Before travelling to Costa Rica, make sure you’re up to date with the following vaccinations: measles (required), hepatitis A (recommended) and B (recommended in case of getting medical help or having sexual contact), typhoid (recommended, especially if you’re visiting rural areas), malaria (area of risk includes the districts of Curtis and Pocosol in San Carlos Canton of Alajuela province), rabies (if you plan to be involved in outdoor activities or work with animals), yellow fever (required if travelling from a country of risk).
Dengue fever is a risk in many parts of Central and South America, Mexico, and the Caribbean. Here you can find more information about it.
Remember it’s best to avoid drinking tap water if you’re in a rural part of the country without boiling it first.

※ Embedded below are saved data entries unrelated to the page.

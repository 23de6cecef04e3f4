use std::path::PathBuf;
use std::time::Duration;

use clap::{Parser, Subcommand};
use pulse_bridge::{AppBridgeClient, BridgeClient, NoopBridge, TcpConnector};
use pulse_sender::{
    config::{BridgeConfig, Config},
    generator::{DEFAULT_HYPER_GLUCOSE, DEFAULT_HYPO_GLUCOSE, coerce_glucose},
    ledger::summarize,
    session::{SendIntent, Session},
};
use tokio_util::sync::CancellationToken;
use tracing::{error, info};
use tracing_subscriber::{EnvFilter, fmt, prelude::*};

#[derive(Parser)]
#[command(name = "pulse-sender")]
#[command(about = "Publishes synthetic CGM events to a companion app")]
struct Cli {
    /// Path to the configuration file
    #[arg(short, long, default_value = "pulse-sender.toml")]
    config: PathBuf,

    #[command(subcommand)]
    command: Command,
}

#[derive(Subcommand)]
enum Command {
    /// Generate and send events of one kind
    Send {
        #[command(subcommand)]
        kind: SendKind,
    },
    /// Send random events on an interval until the count is reached or Ctrl+C
    Burst {
        #[arg(long, default_value_t = 1000, value_parser = clap::value_parser!(u64).range(1..))]
        interval_ms: u64,
        #[arg(long)]
        count: Option<u64>,
    },
}

#[derive(Subcommand)]
enum SendKind {
    Hypo {
        /// Glucose in mg/dL; non-numeric input falls back to 55
        #[arg(long)]
        glucose: Option<String>,
    },
    Hyper {
        /// Glucose in mg/dL; non-numeric input falls back to 300
        #[arg(long)]
        glucose: Option<String>,
    },
    Device {
        #[arg(long)]
        device_id: Option<String>,
    },
    Alert {
        #[arg(long)]
        alert_type: Option<String>,
    },
    Random {
        #[arg(long, default_value_t = 1)]
        count: u64,
    },
}

impl SendKind {
    fn intents(self) -> Vec<SendIntent> {
        match self {
            SendKind::Hypo { glucose } => vec![SendIntent::Hypo {
                glucose: glucose.map(|raw| coerce_glucose(&raw, DEFAULT_HYPO_GLUCOSE)),
            }],
            SendKind::Hyper { glucose } => vec![SendIntent::Hyper {
                glucose: glucose.map(|raw| coerce_glucose(&raw, DEFAULT_HYPER_GLUCOSE)),
            }],
            SendKind::Device { device_id } => vec![SendIntent::Device { device_id }],
            SendKind::Alert { alert_type } => vec![SendIntent::Alert { alert_type }],
            SendKind::Random { count } => (0..count).map(|_| SendIntent::Random).collect(),
        }
    }
}

#[tokio::main]
async fn main() -> color_eyre::Result<()> {
    color_eyre::install()?;

    tracing_subscriber::registry()
        .with(fmt::layer())
        .with(EnvFilter::from_default_env())
        .init();

    let cli = Cli::parse();

    let config = if cli.config.exists() {
        info!(path = ?cli.config, "Loading configuration");
        Config::load(&cli.config)?
    } else {
        info!("No configuration file found, using defaults");
        Config::default()
    };

    match config.bridge {
        BridgeConfig::Noop => {
            info!("Using noop bridge, events are only logged");
            run(Session::new(NoopBridge::new()), cli.command).await?;
        }
        BridgeConfig::AppBridge(settings) => {
            info!(addr = %settings.addr, remote_app_id = %settings.remote_app_id, "Using app bridge");
            let connector = TcpConnector::new(settings.addr.clone())
                .with_timeout(settings.timeout())
                .with_max_frame_bytes(settings.max_frame_bytes);
            let bridge = AppBridgeClient::new(connector, settings.app_config());
            run(Session::new(bridge), cli.command).await?;
        }
    }

    Ok(())
}

async fn run<B>(mut session: Session<B>, command: Command) -> color_eyre::Result<()>
where
    B: BridgeClient,
{
    session.connect().await?;

    match command {
        Command::Send { kind } => {
            for intent in kind.intents() {
                send_one(&mut session, &intent).await;
            }
        }
        Command::Burst { interval_ms, count } => {
            burst(&mut session, Duration::from_millis(interval_ms), count).await;
        }
    }

    print_sent_events(&session);
    session.disconnect().await;

    Ok(())
}

async fn send_one<B: BridgeClient>(session: &mut Session<B>, intent: &SendIntent) {
    match session.send(intent).await {
        Ok(event) => info!(event_id = %event.event_id, "Sent"),
        Err(e) => error!(error = %e, ?intent, "Could not send event"),
    }
}

async fn burst<B: BridgeClient>(session: &mut Session<B>, interval: Duration, count: Option<u64>) {
    let cancel = CancellationToken::new();
    let interval = interval.max(Duration::from_millis(1));

    let cancel_on_signal = cancel.clone();
    tokio::spawn(async move {
        if tokio::signal::ctrl_c().await.is_ok() {
            info!("Received Ctrl+C, stopping burst...");
            cancel_on_signal.cancel();
        }
    });

    let mut ticker = tokio::time::interval(interval);
    let mut attempted = 0u64;

    loop {
        tokio::select! {
            _ = cancel.cancelled() => break,
            _ = ticker.tick() => {
                if count.is_some_and(|limit| attempted >= limit) {
                    break;
                }
                send_one(session, &SendIntent::Random).await;
                attempted += 1;
            }
        }
    }

    info!(attempted, sent = session.sent_events().len(), "Burst finished");
}

fn print_sent_events<B: BridgeClient>(session: &Session<B>) {
    let events = session.sent_events();
    println!("Sent Events ({})", events.len());

    if events.is_empty() {
        println!("No events sent yet");
        return;
    }

    for event in events {
        println!("{}", summarize(event));
    }
}
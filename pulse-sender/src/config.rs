use std::path::Path;
use std::time::Duration;

use pulse_bridge::{AppBridgeConfig, DEFAULT_MAX_FRAME_BYTES};
use serde::Deserialize;
use thiserror::Error;

#[derive(Debug, Error)]
pub enum ConfigError {
    #[error("failed to read config: {0}")]
    Io(#[from] std::io::Error),
    #[error("failed to parse config: {0}")]
    Toml(#[from] toml::de::Error),
}

#[derive(Debug, Clone, Default, PartialEq, Deserialize)]
#[serde(default)]
pub struct Config {
    pub bridge: BridgeConfig,
}

impl Config {
    pub fn load(path: impl AsRef<Path>) -> Result<Self, ConfigError> {
        let raw = std::fs::read_to_string(path)?;
        Self::parse(&raw)
    }

    pub fn parse(raw: &str) -> Result<Self, ConfigError> {
        Ok(toml::from_str(raw)?)
    }
}

/// Which bridge client the sender drives.
#[derive(Debug, Clone, Default, PartialEq, Deserialize)]
#[serde(tag = "kind", rename_all = "kebab-case")]
pub enum BridgeConfig {
    /// Log events locally instead of publishing them.
    #[default]
    Noop,
    AppBridge(AppBridgeSettings),
}

#[derive(Debug, Clone, PartialEq, Deserialize)]
#[serde(default)]
pub struct AppBridgeSettings {
    pub remote_app_id: String,
    pub remote_app_url_scheme: String,
    pub ios_app_group_id: String,
    /// Where the companion app accepts bridge connections.
    pub addr: String,
    pub timeout_secs: u64,
    pub max_frame_bytes: u32,
}

impl AppBridgeSettings {
    pub fn app_config(&self) -> AppBridgeConfig {
        AppBridgeConfig {
            remote_app_id: self.remote_app_id.clone(),
            remote_app_url_scheme: self.remote_app_url_scheme.clone(),
            ios_app_group_id: self.ios_app_group_id.clone(),
        }
    }

    pub fn timeout(&self) -> Duration {
        Duration::from_secs(self.timeout_secs)
    }
}

impl Default for AppBridgeSettings {
    fn default() -> Self {
        let app = AppBridgeConfig::default();
        Self {
            remote_app_id: app.remote_app_id,
            remote_app_url_scheme: app.remote_app_url_scheme,
            ios_app_group_id: app.ios_app_group_id,
            addr: "127.0.0.1:9400".to_owned(),
            timeout_secs: 5,
            max_frame_bytes: DEFAULT_MAX_FRAME_BYTES,
        }
    }
}
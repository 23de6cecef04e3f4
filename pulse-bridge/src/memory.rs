use std::sync::{Arc, Mutex, MutexGuard, PoisonError};

use async_trait::async_trait;
use pulse_core::SerializableMap;

use crate::{AppBridgeConfig, Connector, Transport, TransportError};

/// An object as the companion app received it.
#[derive(Debug, Clone, PartialEq)]
pub struct SharedEntry {
    pub stream_key: String,
    pub object: SerializableMap,
}

#[derive(Default)]
struct HubState {
    entries: Vec<SharedEntry>,
    opened: usize,
    connected: bool,
    unreachable: bool,
    fail_publish: bool,
    fail_disconnect: bool,
}

/// In-process stand-in for the companion app side of the bridge.
/// This is primarily intended for testing and as a reference
/// implementation of the Transport trait.
#[derive(Clone, Default)]
pub struct MemoryHub {
    state: Arc<Mutex<HubState>>,
}

impl MemoryHub {
    pub fn new() -> Self {
        Self::default()
    }

    pub fn connector(&self) -> MemoryConnector {
        MemoryConnector { hub: self.clone() }
    }

    /// Everything published so far, oldest first.
    pub fn entries(&self) -> Vec<SharedEntry> {
        self.lock().entries.clone()
    }

    pub fn entries_on(&self, stream_key: &str) -> Vec<SharedEntry> {
        self.lock()
            .entries
            .iter()
            .filter(|entry| entry.stream_key == stream_key)
            .cloned()
            .collect()
    }

    /// How many transports have been opened against this hub.
    pub fn open_count(&self) -> usize {
        self.lock().opened
    }

    pub fn is_connected(&self) -> bool {
        self.lock().connected
    }

    /// Simulates the companion hanging up without a goodbye.
    pub fn drop_link(&self) {
        self.lock().connected = false;
    }

    pub fn set_unreachable(&self, unreachable: bool) {
        self.lock().unreachable = unreachable;
    }

    pub fn set_publish_failure(&self, fail: bool) {
        self.lock().fail_publish = fail;
    }

    pub fn set_disconnect_failure(&self, fail: bool) {
        self.lock().fail_disconnect = fail;
    }

    fn lock(&self) -> MutexGuard<'_, HubState> {
        self.state.lock().unwrap_or_else(PoisonError::into_inner)
    }
}

#[derive(Clone)]
pub struct MemoryConnector {
    hub: MemoryHub,
}

#[async_trait]
impl Connector for MemoryConnector {
    type Transport = MemoryTransport;

    async fn open(&self, config: &AppBridgeConfig) -> Result<MemoryTransport, TransportError> {
        config.validate()?;

        let mut state = self.hub.lock();
        if state.unreachable {
            return Err(TransportError::Unreachable(config.remote_app_id.clone()));
        }
        state.opened += 1;

        Ok(MemoryTransport {
            hub: self.hub.clone(),
        })
    }
}

pub struct MemoryTransport {
    hub: MemoryHub,
}

#[async_trait]
impl Transport for MemoryTransport {
    async fn connect(&mut self) -> Result<(), TransportError> {
        let mut state = self.hub.lock();
        if state.unreachable {
            return Err(TransportError::Unreachable("memory hub".into()));
        }
        state.connected = true;
        Ok(())
    }

    async fn disconnect(&mut self) -> Result<(), TransportError> {
        let mut state = self.hub.lock();
        if state.fail_disconnect {
            return Err(TransportError::Rejected("disconnect refused".into()));
        }
        state.connected = false;
        Ok(())
    }

    async fn add_object_to_shared_stream(
        &mut self,
        stream_key: &str,
        object: SerializableMap,
    ) -> Result<(), TransportError> {
        let mut state = self.hub.lock();
        if !state.connected {
            return Err(TransportError::Closed);
        }
        if state.fail_publish {
            return Err(TransportError::Rejected("publish refused".into()));
        }

        state.entries.push(SharedEntry {
            stream_key: stream_key.to_owned(),
            object,
        });

        Ok(())
    }
}
use std::fmt;
use std::str::FromStr;

use serde::{Deserialize, Serialize};
use thiserror::Error;

/// JSON object handed to the bridge transport.
pub type SerializableMap = serde_json::Map<String, serde_json::Value>;

#[derive(Debug, Error, PartialEq, Eq)]
pub enum SchemaError {
    #[error("unknown event type `{0}`")]
    UnknownEventType(String),
    #[error("properties do not match event type `{0}`")]
    PropertiesMismatch(EventType),
}

/// Closed vocabulary of event discriminators.
#[derive(Debug, Clone, Copy, PartialEq, Eq, Hash, Serialize, Deserialize)]
pub enum EventType {
    #[serde(rename = "cgm_hypo_low")]
    HypoLow,
    #[serde(rename = "cgm_hyper_high")]
    HyperHigh,
    #[serde(rename = "device_status")]
    DeviceStatus,
    #[serde(rename = "device_alert")]
    DeviceAlert,
}

impl EventType {
    pub const ALL: [EventType; 4] = [
        EventType::HypoLow,
        EventType::HyperHigh,
        EventType::DeviceStatus,
        EventType::DeviceAlert,
    ];

    pub fn as_str(&self) -> &'static str {
        match self {
            EventType::HypoLow => "cgm_hypo_low",
            EventType::HyperHigh => "cgm_hyper_high",
            EventType::DeviceStatus => "device_status",
            EventType::DeviceAlert => "device_alert",
        }
    }

    /// Prefix used when building `eventId` values, e.g. `hypo-event-3`.
    pub fn category(&self) -> &'static str {
        match self {
            EventType::HypoLow => "hypo",
            EventType::HyperHigh => "hyper",
            EventType::DeviceStatus => "device",
            EventType::DeviceAlert => "alert",
        }
    }

    pub fn is_glucose(&self) -> bool {
        matches!(self, EventType::HypoLow | EventType::HyperHigh)
    }

    fn accepts(&self, properties: &Properties) -> bool {
        match (self, properties) {
            (EventType::HypoLow, Properties::Glucose(reading)) => {
                reading.hypo_id.is_some() && reading.hyper_id.is_none()
            }
            (EventType::HyperHigh, Properties::Glucose(reading)) => {
                reading.hyper_id.is_some() && reading.hypo_id.is_none()
            }
            (EventType::DeviceStatus, Properties::DeviceStatus(_)) => true,
            (EventType::DeviceAlert, Properties::DeviceAlert(_)) => true,
            _ => false,
        }
    }
}

impl fmt::Display for EventType {
    fn fmt(&self, f: &mut fmt::Formatter<'_>) -> fmt::Result {
        f.write_str(self.as_str())
    }
}

impl FromStr for EventType {
    type Err = SchemaError;

    fn from_str(s: &str) -> Result<Self, Self::Err> {
        EventType::ALL
            .into_iter()
            .find(|ty| ty.as_str() == s)
            .ok_or_else(|| SchemaError::UnknownEventType(s.to_owned()))
    }
}

/// A synthetic event: the shared envelope around category specific properties.
#[derive(Debug, Clone, PartialEq, Serialize, Deserialize)]
#[serde(rename_all = "camelCase", try_from = "RawEvent")]
pub struct Event {
    pub event_id: String,
    pub timestamp: jiff::Timestamp,
    pub event_type: EventType,
    pub properties: Properties,
}

impl Event {
    pub fn new(
        event_id: String,
        timestamp: jiff::Timestamp,
        event_type: EventType,
        properties: Properties,
    ) -> Result<Self, SchemaError> {
        if !event_type.accepts(&properties) {
            return Err(SchemaError::PropertiesMismatch(event_type));
        }

        Ok(Self {
            event_id,
            timestamp,
            event_type,
            properties,
        })
    }

    /// Encodes the event as the JSON object shape the companion app reads.
    pub fn to_payload(&self) -> Result<SerializableMap, serde_json::Error> {
        match serde_json::to_value(self)? {
            serde_json::Value::Object(map) => Ok(map),
            _ => Err(<serde_json::Error as serde::ser::Error>::custom(
                "event did not encode to a JSON object",
            )),
        }
    }

    pub fn from_payload(payload: SerializableMap) -> Result<Self, serde_json::Error> {
        serde_json::from_value(serde_json::Value::Object(payload))
    }
}

#[derive(Deserialize)]
#[serde(rename_all = "camelCase")]
struct RawEvent {
    event_id: String,
    timestamp: jiff::Timestamp,
    event_type: EventType,
    properties: Properties,
}

impl TryFrom<RawEvent> for Event {
    type Error = SchemaError;

    fn try_from(raw: RawEvent) -> Result<Self, Self::Error> {
        Event::new(raw.event_id, raw.timestamp, raw.event_type, raw.properties)
    }
}

/// Category specific payload. Decoded by shape, most specific first.
#[derive(Debug, Clone, PartialEq, Serialize, Deserialize)]
#[serde(untagged)]
pub enum Properties {
    Glucose(GlucoseReading),
    DeviceStatus(DeviceStatus),
    DeviceAlert(DeviceAlert),
}

#[derive(Debug, Clone, PartialEq, Eq, Serialize, Deserialize)]
pub struct GlucoseReading {
    pub id: String,
    #[serde(default, skip_serializing_if = "Option::is_none")]
    pub hypo_id: Option<String>,
    #[serde(default, skip_serializing_if = "Option::is_none")]
    pub hyper_id: Option<String>,
    pub sensor: SensorInfo,
    pub glucose_unit: String,
    pub glucose: i64,
    pub app_install_unique_id: u64,
    /// Seconds since the unix epoch.
    pub transmitter_time: i64,
    pub sequence_number: u64,
    pub reading_time: jiff::Timestamp,
}

#[derive(Debug, Clone, PartialEq, Eq, Serialize, Deserialize)]
pub struct SensorInfo {
    pub manufacturer: String,
    pub serial_number: String,
    pub model: String,
}

#[derive(Debug, Clone, PartialEq, Eq, Serialize, Deserialize)]
#[serde(rename_all = "camelCase")]
pub struct DeviceStatus {
    pub id: String,
    pub device_id: String,
    pub device_name: String,
    /// Percent, 0..100.
    pub battery_level: u8,
    /// Bars, 1..=5.
    pub signal_strength: u8,
}

#[derive(Debug, Clone, PartialEq, Eq, Serialize, Deserialize)]
#[serde(rename_all = "camelCase")]
pub struct DeviceAlert {
    pub id: String,
    pub alert_type: String,
    pub message: String,
    pub priority: AlertPriority,
}

#[derive(Debug, Clone, Copy, PartialEq, Eq, Hash, Serialize, Deserialize)]
#[serde(rename_all = "lowercase")]
pub enum AlertPriority {
    Low,
    Medium,
    High,
}

impl fmt::Display for AlertPriority {
    fn fmt(&self, f: &mut fmt::Formatter<'_>) -> fmt::Result {
        let s = match self {
            AlertPriority::Low => "low",
            AlertPriority::Medium => "medium",
            AlertPriority::High => "high",
        };
        f.write_str(s)
    }
}
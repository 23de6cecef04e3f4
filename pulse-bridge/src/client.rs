use async_trait::async_trait;
use pulse_core::{Event, StreamKey};
use tracing::{debug, info, warn};

use crate::{
    AppBridgeConfig, BridgeClient, BridgeError, ConnectionState, Connector, Transport,
    TransportError,
};

/// Transport slot, filled by the first `connect`.
enum TransportHandle<T> {
    Uninitialized,
    Ready(T),
}

impl<T> TransportHandle<T> {
    fn get_mut(&mut self) -> Option<&mut T> {
        match self {
            TransportHandle::Uninitialized => None,
            TransportHandle::Ready(transport) => Some(transport),
        }
    }
}

/// Bridge client backed by a real transport to the companion app.
///
/// Nothing touches the transport until the first [`BridgeClient::connect`]:
/// the connector opens it then, and the client keeps it for later
/// reconnects.
pub struct AppBridgeClient<C: Connector> {
    connector: C,
    config: AppBridgeConfig,
    handle: TransportHandle<C::Transport>,
    state: ConnectionState,
    published: u64,
}

impl<C: Connector> AppBridgeClient<C> {
    pub fn new(connector: C, config: AppBridgeConfig) -> Self {
        info!(
            remote_app_id = %config.remote_app_id,
            "app bridge publisher created"
        );

        Self {
            connector,
            config,
            handle: TransportHandle::Uninitialized,
            state: ConnectionState::Disconnected,
            published: 0,
        }
    }

    pub fn config(&self) -> &AppBridgeConfig {
        &self.config
    }

    /// Whether the underlying transport has been opened yet.
    pub fn is_initialized(&self) -> bool {
        matches!(self.handle, TransportHandle::Ready(_))
    }

    async fn establish(&mut self) -> Result<(), TransportError> {
        if !self.is_initialized() {
            let transport = self.connector.open(&self.config).await?;
            self.handle = TransportHandle::Ready(transport);
            info!("app bridge transport initialized");
        }

        match self.handle.get_mut() {
            Some(transport) => transport.connect().await,
            None => Err(TransportError::Closed),
        }
    }
}

#[async_trait]
impl<C: Connector> BridgeClient for AppBridgeClient<C> {
    async fn connect(&mut self) -> Result<(), BridgeError> {
        if self.state == ConnectionState::Connected {
            debug!("already connected to companion app");
            return Ok(());
        }

        info!(remote_app_id = %self.config.remote_app_id, "connecting to companion app");
        self.state = ConnectionState::Connecting;

        match self.establish().await {
            Ok(()) => {
                self.state = ConnectionState::Connected;
                info!("connected to companion app, ready to publish");
                Ok(())
            }
            Err(e) => {
                self.state = ConnectionState::Disconnected;
                warn!(error = %e, "connection to companion app failed");
                Err(BridgeError::TransportUnavailable(e))
            }
        }
    }

    async fn disconnect(&mut self) {
        if self.state == ConnectionState::Disconnected {
            return;
        }

        info!("disconnecting from companion app");
        self.state = ConnectionState::Disconnecting;

        if let Some(transport) = self.handle.get_mut()
            && let Err(e) = transport.disconnect().await
        {
            warn!(error = %e, "transport disconnect failed, marking disconnected anyway");
        }

        self.state = ConnectionState::Disconnected;
        info!("disconnected from companion app");
    }

    fn state(&self) -> ConnectionState {
        self.state
    }

    async fn publish(&mut self, stream: StreamKey, event: &Event) -> Result<(), BridgeError> {
        if self.state != ConnectionState::Connected {
            return Err(BridgeError::NotConnected);
        }
        let Some(transport) = self.handle.get_mut() else {
            return Err(BridgeError::NotConnected);
        };

        let payload = event.to_payload()?;

        info!(%stream, event_id = %event.event_id, "publishing event to companion app");
        debug!(?payload, "event data");

        if let Err(e) = transport
            .add_object_to_shared_stream(stream.as_str(), payload)
            .await
        {
            warn!(%stream, event_id = %event.event_id, error = %e, "publish failed");
            if e.breaks_link() {
                self.state = ConnectionState::Disconnected;
                warn!("lost companion app connection, reconnect before publishing");
            }
            return Err(BridgeError::TransportPublishFailure(e));
        }

        self.published += 1;
        info!(published = self.published, "event published");

        Ok(())
    }

    fn published_count(&self) -> u64 {
        self.published
    }
}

Don’t try to pet, handle or feed any animals. Any bite or scratch by a mammal, including bats, should be promptly and thoroughly cleansed with large amounts of soap and water, and an antiseptic such as iodine or alcohol should be applied. Contact a local health authority in the event of such an injury.
No matter how much you safeguard yourself, getting bitten by mosquitoes is part of every traveler’s experience here. The best prevention is to stay covered up – wear long pants, long sleeves, a hat, and shoes, not sandals. Invest in a good insect repellent, preferably one containing DEET. Apply to exposed skin and clothing (but not to eyes, mouth, cuts, wounds or irritated skin). Compounds containing DEET should not be used on children under the age of two and should be used sparingly on children under 12. Invest in a bug net to hang over beds (along with a few thumbtacks or nails with which to hang it). Many hotels in Costa Rica don’t have windows (or screens), and a cheap little net will save you plenty of nighttime aggravation. Dusk is the worst time for mosquitoes, so take extra precautions then.
Stay out of the midday sun, wear sunglasses and a wide-brimmed hat, and apply sunblock with SPF 15 or higher, with both UVA and UVB protection and reapply often, especially if getting in the sea or rivers. Drink plenty of fluids and avoid strenuous exercise when the temperature is high.